◆ **Problem details**
When the word "struct" shows up in a line of the records below, copy that line.

◆ **Data for processing**
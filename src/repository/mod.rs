//! Repository layer for database operations

pub mod books;
pub mod loans;
pub mod members;
pub mod memory;
pub mod users;

use std::sync::Arc;

use sqlx::{postgres::PgPoolOptions, Pool, Postgres};

use crate::{
    config::{DatabaseBackend, DatabaseConfig},
    error::{AppError, AppResult},
};

use self::{
    books::{BooksRepository, PgBooksRepository},
    loans::{LoansRepository, PgLoansRepository},
    members::{MembersRepository, PgMembersRepository},
    memory::MemoryStore,
    users::{PgUsersRepository, UsersRepository},
};

/// Main repository struct holding the stores and, for Postgres, the owned pool
#[derive(Clone)]
pub struct Repository {
    pool: Option<Pool<Postgres>>,
    pub books: Arc<dyn BooksRepository>,
    pub members: Arc<dyn MembersRepository>,
    pub users: Arc<dyn UsersRepository>,
    pub loans: Arc<dyn LoansRepository>,
}

impl Repository {
    /// Create a new repository with the given database pool
    pub fn new(pool: Pool<Postgres>) -> Self {
        Self {
            books: Arc::new(PgBooksRepository::new(pool.clone())),
            members: Arc::new(PgMembersRepository::new(pool.clone())),
            users: Arc::new(PgUsersRepository::new(pool.clone())),
            loans: Arc::new(PgLoansRepository::new(pool.clone())),
            pool: Some(pool),
        }
    }

    /// Volatile stores sharing one lock
    pub fn in_memory() -> Self {
        let store = MemoryStore::new();
        Self::from_stores(
            Arc::new(store.clone()),
            Arc::new(store.clone()),
            Arc::new(store.clone()),
            Arc::new(store),
        )
    }

    /// Assemble a repository from arbitrary store implementations
    pub fn from_stores(
        books: Arc<dyn BooksRepository>,
        members: Arc<dyn MembersRepository>,
        users: Arc<dyn UsersRepository>,
        loans: Arc<dyn LoansRepository>,
    ) -> Self {
        Self {
            pool: None,
            books,
            members,
            users,
            loans,
        }
    }

    /// Connect to the configured backend, failing fast if it is unreachable.
    /// For Postgres, pending migrations are applied before returning.
    pub async fn connect(config: &DatabaseConfig) -> AppResult<Self> {
        match config.backend {
            DatabaseBackend::Memory => {
                tracing::warn!("Using in-memory storage; data will not survive a restart");
                Ok(Self::in_memory())
            }
            DatabaseBackend::Postgres => {
                let pool = PgPoolOptions::new()
                    .max_connections(config.max_connections)
                    .min_connections(config.min_connections)
                    .connect(&config.url)
                    .await?;

                tracing::info!("Connected to database");

                sqlx::migrate!("./migrations")
                    .run(&pool)
                    .await
                    .map_err(|e| AppError::Database(sqlx::Error::Migrate(Box::new(e))))?;

                tracing::info!("Database migrations completed");

                Ok(Self::new(pool))
            }
        }
    }

    /// Check that the backing store answers
    pub async fn ping(&self) -> AppResult<()> {
        if let Some(ref pool) = self.pool {
            sqlx::query("SELECT 1").execute(pool).await?;
        }
        Ok(())
    }

    /// Drain and close the pool
    pub async fn close(&self) {
        if let Some(ref pool) = self.pool {
            pool.close().await;
            tracing::info!("Database pool closed");
        }
    }
}

/// Map a unique-constraint violation to `Conflict`, anything else to `Database`
pub(crate) fn conflict_on_unique(err: sqlx::Error, message: &str) -> AppError {
    let unique = err
        .as_database_error()
        .map_or(false, |db| db.is_unique_violation());
    if unique {
        AppError::Conflict(message.to_string())
    } else {
        AppError::Database(err)
    }
}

◆ **Completed exercise**
/// Main repository struct holding the stores and, for Postgres, the owned pool
pub struct Repository {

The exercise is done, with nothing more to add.